Thread: Hardware performance for large updates

Hardware performance for large updates

From
"Josh Berkus"
Date:
Folks,

I'm doing some massive data transformations on Postgresql, and they're
a lot slower than they should be.   I'm looking for some tips on
improving things.  If the PGSQL-PERFORMANCE list was ever created,
please tell me and I'll go over there.

The update:  A series of 7 update statements which cull data from a 1.5
million row table to update a 120,000 row table.

The Machine:  A dual-processor RAID 5 UW SCSI server.

The postgresql.conf settings:
Connections: 128
Shared Buffers: 256
Sort Mem: 1024
Checkpoint Segments: 16
Stats on.
Light debug logging.

The problem: The update series (done as a function) takes 10-15
minutes.  During this time, the CPU is never more than 31% busy, only
256mb of 512 is in use, and the disk channel is only 25% - 50%
saturated.    As such, is seems like we could run things faster.

What does everybody suggest tweaking?

-Josh Berkus



Re: Hardware performance for large updates

From
Joe Conway
Date:
Josh Berkus wrote:
> The problem: The update series (done as a function) takes 10-15
> minutes.  During this time, the CPU is never more than 31% busy, only
> 256mb of 512 is in use, and the disk channel is only 25% - 50%
> saturated.    As such, is seems like we could run things faster.
> 
> What does everybody suggest tweaking?
> 

I think we'd need more information to be of any help -- schema, 
functions, explain output, etc.

I do think you probably could increase Shared Buffers, as 256 is pretty 
small. There's been a lot of debate over the best setting. The usual 
guidance is start at 25% of physical RAM (16384 == 128MB if you have 
512MB RAM), then tweak to optimize performance for your application and 
hardware. You might also bump sort mem up a bit (maybe to 2048). Again, 
I would test using my app and hardware to get the best value. Are you on 
a Linux server -- if so I found that fdatasync works better than (the 
default) fsync for wal_sync_method.

HTH,

Joe



Re: Hardware performance for large updates

From
"Josh Berkus"
Date:
Joe,

> I think we'd need more information to be of any help -- schema,
> functions, explain output, etc.

Yeah, I know.   I'm just looking for general tips here ... I need to do
the actual optimization interactively.    

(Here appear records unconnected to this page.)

//! Core traits for the Model/View architecture.
//!
//! This module defines the traits that models implement so that persistent
//! indexes can follow their items through structural changes.

use horizon_anchor_core::Signal;

use super::base::ModelBase;
use super::index::ModelIndex;
use super::persistent::PersistentModelIndex;

/// The axis along which a structural change happens.
///
/// `Vertical` changes affect rows, `Horizontal` changes affect columns.
#[derive(Debug, Clone, Copy, PartialEq, Eq, Hash)]
pub enum Orientation {
    /// Horizontal axis (columns).
    Horizontal,
    /// Vertical axis (rows).
    Vertical,
}

impl Orientation {
    /// Returns the coordinate of `index` along this axis.
    #[inline]
    pub fn position(self, index: &ModelIndex) -> usize {
        match self {
            Self::Vertical => index.row(),
            Self::Horizontal => index.column(),
        }
    }

    /// Returns the number of rows or columns under `parent`.
    pub fn extent<M: IndexResolver + ?Sized>(self, model: &M, parent: &ModelIndex) -> usize {
        match self {
            Self::Vertical => model.row_count(parent),
            Self::Horizontal => model.column_count(parent),
        }
    }

    /// Splits a signed delta along this axis into `(row_delta, column_delta)`.
    #[inline]
    pub(crate) fn delta(self, delta: isize) -> (isize, isize) {
        match self {
            Self::Vertical => (delta, 0),
            Self::Horizontal => (0, delta),
        }
    }
}

/// Structural queries the persistent index machinery needs from a model.
///
/// These methods are called while the model's persistent index registry is
/// borrowed. Implementations must not create, clone or drop persistent
/// indexes of the same model from inside them.
pub trait IndexResolver {
    /// Returns the number of rows under the given parent.
    fn row_count(&self, parent: &ModelIndex) -> usize;

    /// Returns the number of columns for children of the given parent.
    fn column_count(&self, parent: &ModelIndex) -> usize;

    /// Creates a model index for the given row and column under parent.
    ///
    /// Return `ModelIndex::invalid()` if the position is out of bounds.
    fn index(&self, row: usize, column: usize, parent: &ModelIndex) -> ModelIndex;

    /// Returns the parent of the given index.
    ///
    /// Return `ModelIndex::invalid()` for root-level items and invalid
    /// indices. Parent indices conventionally use column 0.
    fn parent(&self, index: &ModelIndex) -> ModelIndex;
}

/// The core trait for item models.
///
/// `ItemModel` couples the structural queries of [`IndexResolver`] with the
/// [`ModelBase`] that owns the model's signals and persistent indexes.
/// Implementations announce every structural change through the begin/end
/// brackets on [`ModelBase`].
///
/// # Example
///
/// ```
/// use std::cell::RefCell;
/// use horizon_anchor::model::{IndexResolver, ItemModel, ModelBase, ModelIndex, ModelResult};
///
/// struct Names {
///     items: RefCell<Vec<String>>,
///     base: ModelBase,
/// }
///
/// impl IndexResolver for Names {
///     fn row_count(&self, parent: &ModelIndex) -> usize {
///         if parent.is_valid() { 0 } else { self.items.borrow().len() }
///     }
///
///     fn column_count(&self, _parent: &ModelIndex) -> usize {
///         1
///     }
///
///     fn index(&self, row: usize, column: usize, parent: &ModelIndex) -> ModelIndex {
///         if parent.is_valid() || row >= self.items.borrow().len() || column > 0 {
///             ModelIndex::invalid()
///         } else {
///             ModelIndex::new(row, column)
///         }
///     }
///
///     fn parent(&self, _index: &ModelIndex) -> ModelIndex {
///         ModelIndex::invalid()
///     }
/// }
///
/// impl ItemModel for Names {
///     fn base(&self) -> &ModelBase {
///         &self.base
///     }
/// }
///
/// impl Names {
///     fn push_front(&self, name: &str) -> ModelResult<()> {
///         let root = ModelIndex::invalid();
///         self.base.begin_insert_rows(self, &root, 0, 0)?;
///         self.items.borrow_mut().insert(0, name.to_string());
///         self.base.end_insert_rows(self)?;
///         Ok(())
///     }
/// }
///
/// let model = Names { items: RefCell::new(vec!["b".into()]), base: ModelBase::new() };
/// let b = model.persistent_index(0, 0, &ModelIndex::invalid());
/// model.push_front("a").unwrap();
/// assert_eq!(b.row(), 1);
/// ```
pub trait ItemModel: IndexResolver {
    /// Returns the embedded model base.
    fn base(&self) -> &ModelBase;

    // -------------------------------------------------------------------------
    // Provided methods
    // -------------------------------------------------------------------------

    /// Returns the signals for this model.
    fn signals(&self) -> &ModelSignals {
        self.base().signals()
    }

    /// Returns `true` if the item at parent has any children.
    fn has_children(&self, parent: &ModelIndex) -> bool {
        self.row_count(parent) > 0 && self.column_count(parent) > 0
    }

    /// Returns `true` if `(row, column)` exists under `parent`.
    fn has_index(&self, row: usize, column: usize, parent: &ModelIndex) -> bool {
        row < self.row_count(parent) && column < self.column_count(parent)
    }

    /// Creates a sibling index at the given row and column.
    fn sibling(&self, index: &ModelIndex, row: usize, column: usize) -> ModelIndex {
        if !index.is_valid() {
            return ModelIndex::invalid();
        }
        self.index(row, column, &self.parent(index))
    }

    /// Returns the depth of this index in the tree hierarchy.
    ///
    /// Root-level items have depth 0. Returns 0 for invalid indices.
    fn depth(&self, index: &ModelIndex) -> usize {
        let mut depth = 0;
        let mut current = self.parent(index);
        while current.is_valid() {
            depth += 1;
            current = self.parent(&current);
        }
        depth
    }

    /// Checks if `index` is a descendant of `ancestor`.
    fn is_descendant_of(&self, index: &ModelIndex, ancestor: &ModelIndex) -> bool {
        if !index.is_valid() || !ancestor.is_valid() {
            return false;
        }
        let mut current = self.parent(index);
        while current.is_valid() {
            if current == *ancestor {
                return true;
            }
            current = self.parent(&current);
        }
        false
    }

    /// Creates a persistent index for the item at `(row, column)` under
    /// `parent`.
    ///
    /// Returns an invalid persistent index if the position does not exist.
    fn persistent_index(&self, row: usize, column: usize, parent: &ModelIndex) -> PersistentModelIndex {
        PersistentModelIndex::new(self, &self.index(row, column, parent))
    }

    /// Returns the positions of all live persistent indexes, in registry
    /// order.
    fn persistent_index_list(&self) -> Vec<ModelIndex> {
        self.base().persistent_index_list()
    }
}

/// Collection of signals emitted by item models.
///
/// Every structural change is announced by an about-to signal before the
/// model's storage changes and a done signal after persistent indexes have
/// been updated. Handlers may perform nested mutations.
pub struct ModelSignals {
    // -------------------------------------------------------------------------
    // Row modification signals
    // -------------------------------------------------------------------------
    /// Emitted just before rows are inserted.
    /// Args: (parent index, first row, last row)
    pub rows_about_to_be_inserted: Signal<(ModelIndex, usize, usize)>,

    /// Emitted after rows have been inserted.
    /// Args: (parent index, first row, last row)
    pub rows_inserted: Signal<(ModelIndex, usize, usize)>,

    /// Emitted just before rows are removed.
    /// Args: (parent index, first row, last row)
    pub rows_about_to_be_removed: Signal<(ModelIndex, usize, usize)>,

    /// Emitted after rows have been removed.
    /// Args: (parent index, first row, last row)
    pub rows_removed: Signal<(ModelIndex, usize, usize)>,

    /// Emitted just before rows are moved.
    /// Args: (source parent, source first, source last, dest parent, dest row)
    pub rows_about_to_be_moved: Signal<(ModelIndex, usize, usize, ModelIndex, usize)>,

    /// Emitted after rows have been moved.
    /// Args: (source parent, source first, source last, dest parent, dest row)
    pub rows_moved: Signal<(ModelIndex, usize, usize, ModelIndex, usize)>,

    // -------------------------------------------------------------------------
    // Column modification signals
    // -------------------------------------------------------------------------
    /// Emitted just before columns are inserted.
    pub columns_about_to_be_inserted: Signal<(ModelIndex, usize, usize)>,

    /// Emitted after columns have been inserted.
    pub columns_inserted: Signal<(ModelIndex, usize, usize)>,

    /// Emitted just before columns are removed.
    pub columns_about_to_be_removed: Signal<(ModelIndex, usize, usize)>,

    /// Emitted after columns have been removed.
    pub columns_removed: Signal<(ModelIndex, usize, usize)>,

    /// Emitted just before columns are moved.
    pub columns_about_to_be_moved: Signal<(ModelIndex, usize, usize, ModelIndex, usize)>,

    /// Emitted after columns have been moved.
    pub columns_moved: Signal<(ModelIndex, usize, usize, ModelIndex, usize)>,

    // -------------------------------------------------------------------------
    // Layout signals
    // -------------------------------------------------------------------------
    /// Emitted before a layout change (e.g., sorting or moving).
    pub layout_about_to_change: Signal<()>,

    /// Emitted after a layout change.
    pub layout_changed: Signal<()>,

    // -------------------------------------------------------------------------
    // Reset signals
    // -------------------------------------------------------------------------
    /// Emitted before the model is reset.
    pub model_about_to_reset: Signal<()>,

    /// Emitted after the model has been reset.
    pub model_reset: Signal<()>,
}

impl Default for ModelSignals {
    fn default() -> Self {
        Self::new()
    }
}

impl ModelSignals {
    /// Creates a new set of model signals.
    pub fn new() -> Self {
        Self {
            rows_about_to_be_inserted: Signal::new(),
            rows_inserted: Signal::new(),
            rows_about_to_be_removed: Signal::new(),
            rows_removed: Signal::new(),
            rows_about_to_be_moved: Signal::new(),
            rows_moved: Signal::new(),
            columns_about_to_be_inserted: Signal::new(),
            columns_inserted: Signal::new(),
            columns_about_to_be_removed: Signal::new(),
            columns_removed: Signal::new(),
            columns_about_to_be_moved: Signal::new(),
            columns_moved: Signal::new(),
            layout_about_to_change: Signal::new(),
            layout_changed: Signal::new(),
            model_about_to_reset: Signal::new(),
            model_reset: Signal::new(),
        }
    }

    pub(crate) fn about_to_be_inserted(&self, orientation: Orientation) -> &Signal<(ModelIndex, usize, usize)> {
        match orientation {
            Orientation::Vertical => &self.rows_about_to_be_inserted,
            Orientation::Horizontal => &self.columns_about_to_be_inserted,
        }
    }

    pub(crate) fn inserted(&self, orientation: Orientation) -> &Signal<(ModelIndex, usize, usize)> {
        match orientation {
            Orientation::Vertical => &self.rows_inserted,
            Orientation::Horizontal => &self.columns_inserted,
        }
    }

    pub(crate) fn about_to_be_removed(&self, orientation: Orientation) -> &Signal<(ModelIndex, usize, usize)> {
        match orientation {
            Orientation::Vertical => &self.rows_about_to_be_removed,
            Orientation::Horizontal => &self.columns_about_to_be_removed,
        }
    }

    pub(crate) fn removed(&self, orientation: Orientation) -> &Signal<(ModelIndex, usize, usize)> {
        match orientation {
            Orientation::Vertical => &self.rows_removed,
            Orientation::Horizontal => &self.columns_removed,
        }
    }

    pub(crate) fn about_to_be_moved(
        &self,
        orientation: Orientation,
    ) -> &Signal<(ModelIndex, usize, usize, ModelIndex, usize)> {
        match orientation {
            Orientation::Vertical => &self.rows_about_to_be_moved,
            Orientation::Horizontal => &self.columns_about_to_be_moved,
        }
    }

    pub(crate) fn moved(&self, orientation: Orientation) -> &Signal<(ModelIndex, usize, usize, ModelIndex, usize)> {
        match orientation {
            Orientation::Vertical => &self.rows_moved,
            Orientation::Horizontal => &self.columns_moved,
        }
    }
}

#[cfg(test)]
mod tests {
    use super::*;
    use std::cell::RefCell;
    use std::rc::Rc;

    #[test]
    fn test_model_signals_creation() {
        let signals = ModelSignals::new();
        assert_eq!(signals.rows_inserted.connection_count(), 0);
        assert_eq!(signals.columns_moved.connection_count(), 0);
    }

    #[test]
    fn test_orientation_selects_signal() {
        let signals = ModelSignals::new();
        let received = Rc::new(RefCell::new(Vec::new()));

        let recv = received.clone();
        signals.columns_inserted.connect(move |(_, first, last)| {
            recv.borrow_mut().push((*first, *last));
        });

        signals.inserted(Orientation::Vertical).emit((ModelIndex::invalid(), 0, 0));
        signals.inserted(Orientation::Horizontal).emit((ModelIndex::invalid(), 2, 3));

        assert_eq!(*received.borrow(), vec![(2, 3)]);
    }

    #[test]
    fn test_orientation_position() {
        let index = ModelIndex::new(4, 7);
        assert_eq!(Orientation::Vertical.position(&index), 4);
        assert_eq!(Orientation::Horizontal.position(&index), 7);
        assert_eq!(Orientation::Vertical.delta(-2), (-2, 0));
        assert_eq!(Orientation::Horizontal.delta(3), (0, 3));
    }
}
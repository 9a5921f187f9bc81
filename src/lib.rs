//! nether-skinsplit
//!
//! Splits a skinned mesh into sub-meshes that each fit a GPU draw call's
//! bone palette limit.
//!
//! A vertex-skinning shader binds its bone matrices as a uniform array of
//! bounded size, so one draw call can reference only so many distinct
//! bones. Rigged meshes routinely exceed that bound. At import time this
//! crate splits such a mesh into partitions: each output sub-mesh
//! references at most `bone_limit` distinct bones, carries its own
//! reordered bone table, and has its vertex bone indices rewritten to
//! index that table. Triangles are never cut and all non-bone vertex
//! attributes are copied byte for byte.
//!
//! This is a one-shot, load-time transformation invoked once per mesh;
//! nothing here runs per frame.
//!
//! # Example
//!
//! ```ignore
//! use nether_skinsplit::{load_skinned_glb, split_skinned_mesh};
//!
//! let source = load_skinned_glb(&glb_bytes)?;
//! let streams: Vec<&[u8]> = source.streams.iter().map(Vec::as_slice).collect();
//! let split = split_skinned_mesh(
//!     &streams,
//!     &source.format,
//!     &source.indices,
//!     &source.submeshes,
//!     &source.skin,
//!     bone_limit,
//! )?;
//!
//! for mesh in &split.meshes {
//!     // one draw call per mesh, uploading mesh.skin as the bone palette
//! }
//! ```

mod assemble;
mod error;
mod extract;
mod format;
mod gltf;
mod partition;
mod types;

pub use error::SkinSplitError;
pub use format::{
    ComponentType, SkinningElements, VertexElement, VertexFormat, SEMANTIC_BONE_INDICES,
    SEMANTIC_BONE_WEIGHTS,
};
pub use gltf::{load_skinned_glb, GltfMeshSource};
pub use types::{PartitionedMesh, Skin, SplitMesh, Submesh, MAX_INFLUENCES};

use extract::VertexExtractor;

/// Reserved vertex-shader uniform vectors for non-bone data: model, view,
/// projection and shadow matrices, light positions, the eye position and
/// texture transforms of the standard skinned shader.
const RESERVED_UNIFORM_VECTORS: usize = 41;
/// Uniform vectors per palette entry: bone matrices upload as 3 vec4 rows.
const VECTORS_PER_BONE: usize = 3;
/// Cap on the palette size regardless of the uniform budget. Oversized
/// palettes have shown pathological performance on some GPUs.
const MAX_BONE_LIMIT: usize = 128;

/// Estimate how many bones fit a vertex shader's uniform vector budget.
///
/// The render backend typically feeds the result into
/// [`split_skinned_mesh`] as `bone_limit`.
pub fn bone_limit_for_uniform_budget(vertex_uniform_vectors: usize) -> usize {
    let available = vertex_uniform_vectors.saturating_sub(RESERVED_UNIFORM_VECTORS);
    (available / VECTORS_PER_BONE).min(MAX_BONE_LIMIT)
}

/// Split a skinned mesh so every output sub-mesh references at most
/// `bone_limit` distinct bones.
///
/// Inputs are borrowed for the duration of the call; the returned
/// [`SplitMesh`] owns freshly allocated buffers. Identical inputs always
/// produce byte-identical output.
///
/// Triangles are processed per submesh, in index order, and greedily
/// packed into the first partition whose bone set still fits. Partitions
/// never mix geometry from two submeshes. A mesh without skinning
/// attributes yields an empty result, as does an empty submesh list.
///
/// # Errors
///
/// Fails with [`SkinSplitError::InvalidBoneLimit`] for a zero limit and
/// [`SkinSplitError::UnsatisfiableTriangle`] when a single triangle's own
/// bone set exceeds the limit; such a triangle can never be placed. Any
/// error discards all partial state.
pub fn split_skinned_mesh(
    streams: &[&[u8]],
    format: &VertexFormat,
    indices: &[u32],
    submeshes: &[Submesh],
    skin: &Skin,
    bone_limit: usize,
) -> Result<SplitMesh, SkinSplitError> {
    if bone_limit == 0 {
        return Err(SkinSplitError::InvalidBoneLimit);
    }
    validate_format(streams, format)?;

    let Some(skinning) = format.skinning_elements() else {
        tracing::warn!("mesh carries no skinning attributes; nothing to split");
        return Ok(empty_split(format));
    };

    let mut extractor = VertexExtractor::new(streams, format, skinning);
    let partitions = partition::build_partitions(&mut extractor, indices, submeshes, bone_limit)?;
    let split = assemble::assemble(&partitions, format, skinning, skin)?;

    tracing::info!(
        "split skinned mesh: {} submeshes -> {} partitions ({} vertices, {} indices, bone limit {})",
        submeshes.len(),
        split.meshes.len(),
        split.meshes.iter().map(|m| m.vertex_count).sum::<usize>(),
        split.indices.len(),
        bone_limit,
    );

    Ok(split)
}

/// Check the stream table against the format before touching any bytes.
fn validate_format(streams: &[&[u8]], format: &VertexFormat) -> Result<(), SkinSplitError> {
    if streams.len() != format.stream_strides.len() {
        return Err(SkinSplitError::StreamCountMismatch {
            streams: streams.len(),
            strides: format.stream_strides.len(),
        });
    }
    for elem in &format.elements {
        let fits = format
            .stream_strides
            .get(elem.stream)
            .is_some_and(|&stride| {
                elem.offset + elem.component_count * elem.component_type.size() <= stride
            });
        if !fits {
            return Err(SkinSplitError::ElementOutOfStride {
                semantic: elem.semantic.clone(),
                stream: elem.stream,
            });
        }
    }
    Ok(())
}

fn empty_split(format: &VertexFormat) -> SplitMesh {
    SplitMesh {
        vertex_streams: format.stream_strides.iter().map(|_| Vec::new()).collect(),
        indices: Vec::new(),
        meshes: Vec::new(),
    }
}
//! Vertex decoding.
//!
//! Splitting operates on raw vertex streams. The only attributes it has
//! to understand are the two skinning arrays; everything else is carried
//! as an opaque byte payload, one slice per stream, and copied verbatim
//! into the output.

use hashbrown::HashMap;

use crate::error::SkinSplitError;
use crate::format::{ComponentType, SkinningElements, VertexElement, VertexFormat};
use crate::types::MAX_INFLUENCES;

/// A decoded vertex: opaque payload plus decoded skinning data.
#[derive(Debug, Clone, PartialEq)]
pub(crate) struct SourceVertex {
    /// Verbatim vertex bytes, one stride-sized slice per stream
    pub payload: Vec<Vec<u8>>,
    /// Influence weights; a slot with weight 0 is unused
    pub bone_weights: [f32; MAX_INFLUENCES],
    /// Bone ids paired with the weights. Global ids when extracted,
    /// partition-local after remapping.
    pub bone_indices: [u32; MAX_INFLUENCES],
}

/// Decodes vertices out of the raw streams, caching each decoded vertex
/// so triangles sharing a vertex don't pay for repeat decoding.
pub(crate) struct VertexExtractor<'a> {
    streams: &'a [&'a [u8]],
    format: &'a VertexFormat,
    skinning: SkinningElements,
    cache: HashMap<u32, SourceVertex>,
}

impl<'a> VertexExtractor<'a> {
    pub fn new(
        streams: &'a [&'a [u8]],
        format: &'a VertexFormat,
        skinning: SkinningElements,
    ) -> Self {
        Self {
            streams,
            format,
            skinning,
            cache: HashMap::new(),
        }
    }

    /// Fetch a decoded vertex by source index, decoding on first use.
    pub fn vertex(&mut self, index: u32) -> Result<SourceVertex, SkinSplitError> {
        if let Some(vertex) = self.cache.get(&index) {
            return Ok(vertex.clone());
        }
        let vertex = self.decode(index)?;
        self.cache.insert(index, vertex.clone());
        Ok(vertex)
    }

    fn decode(&self, index: u32) -> Result<SourceVertex, SkinSplitError> {
        let mut payload = Vec::with_capacity(self.streams.len());
        for (stream, (bytes, &stride)) in self
            .streams
            .iter()
            .zip(&self.format.stream_strides)
            .enumerate()
        {
            let start = index as usize * stride;
            let end = start + stride;
            if end > bytes.len() {
                return Err(SkinSplitError::VertexOutOfRange {
                    stream,
                    vertex: index,
                });
            }
            payload.push(bytes[start..end].to_vec());
        }

        let weights_elem = &self.format.elements[self.skinning.weights];
        let indices_elem = &self.format.elements[self.skinning.indices];

        let mut bone_weights = [0.0; MAX_INFLUENCES];
        let mut bone_indices = [0; MAX_INFLUENCES];
        for slot in 0..weights_elem.component_count.min(MAX_INFLUENCES) {
            bone_weights[slot] = decode_weight(
                component_bytes(&payload, weights_elem, slot),
                weights_elem.component_type,
            );
        }
        for slot in 0..indices_elem.component_count.min(MAX_INFLUENCES) {
            bone_indices[slot] = decode_index(
                component_bytes(&payload, indices_elem, slot),
                indices_elem.component_type,
            );
        }

        Ok(SourceVertex {
            payload,
            bone_weights,
            bone_indices,
        })
    }
}

/// Bytes of one component of an element within a decoded payload.
fn component_bytes<'v>(payload: &'v [Vec<u8>], elem: &VertexElement, slot: usize) -> &'v [u8] {
    let size = elem.component_type.size();
    let start = elem.offset + slot * size;
    &payload[elem.stream][start..start + size]
}

/// Decode one influence weight to f32. Integer component types are
/// unorm-normalized, the usual GPU encoding for weights.
fn decode_weight(bytes: &[u8], ty: ComponentType) -> f32 {
    match ty {
        ComponentType::F32 => read_f32(bytes),
        ComponentType::U8 => bytes[0] as f32 / 255.0,
        ComponentType::U16 => read_u16(bytes) as f32 / 65535.0,
        ComponentType::U32 => read_u32(bytes) as f32 / u32::MAX as f32,
    }
}

/// Decode one bone index to a global bone id.
fn decode_index(bytes: &[u8], ty: ComponentType) -> u32 {
    match ty {
        ComponentType::U8 => bytes[0] as u32,
        ComponentType::U16 => read_u16(bytes) as u32,
        ComponentType::U32 => read_u32(bytes),
        // Some exporters store indices as floats; truncate.
        ComponentType::F32 => read_f32(bytes) as u32,
    }
}

fn read_f32(b: &[u8]) -> f32 {
    f32::from_le_bytes([b[0], b[1], b[2], b[3]])
}

fn read_u16(b: &[u8]) -> u16 {
    u16::from_le_bytes([b[0], b[1]])
}

fn read_u32(b: &[u8]) -> u32 {
    u32::from_le_bytes([b[0], b[1], b[2], b[3]])
}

Particularly, the difficulty is that this application gets many small
requests during the day (100 simultaneous uses) and shares a server
with Apache.   So I have to be concerned about how much memory each
connection soaks up, during the day.   At night, the maintainence tasks
run a few, really massive procedures.

So I should probably restart Postgres with different settings at night,
hey?

> I do think you probably could increase Shared Buffers, as 256 is
> pretty small. There's been a lot of debate over the best setting. The
> usual guidance is start at 25% of physical RAM (16384 == 128MB if you
> have 512MB RAM), then tweak to optimize performance for your
> application and hardware. 

Hmmm... how big is a shared buffer, anyway?   I'm having trouble
finding actual numbers in the docs.

> You might also bump sort mem up a bit
> (maybe to 2048). Again, I would test using my app and hardware to get
> the best value. 

> Are you on a Linux server -- if so I found that
> fdatasync works better than (the default) fsync for wal_sync_method.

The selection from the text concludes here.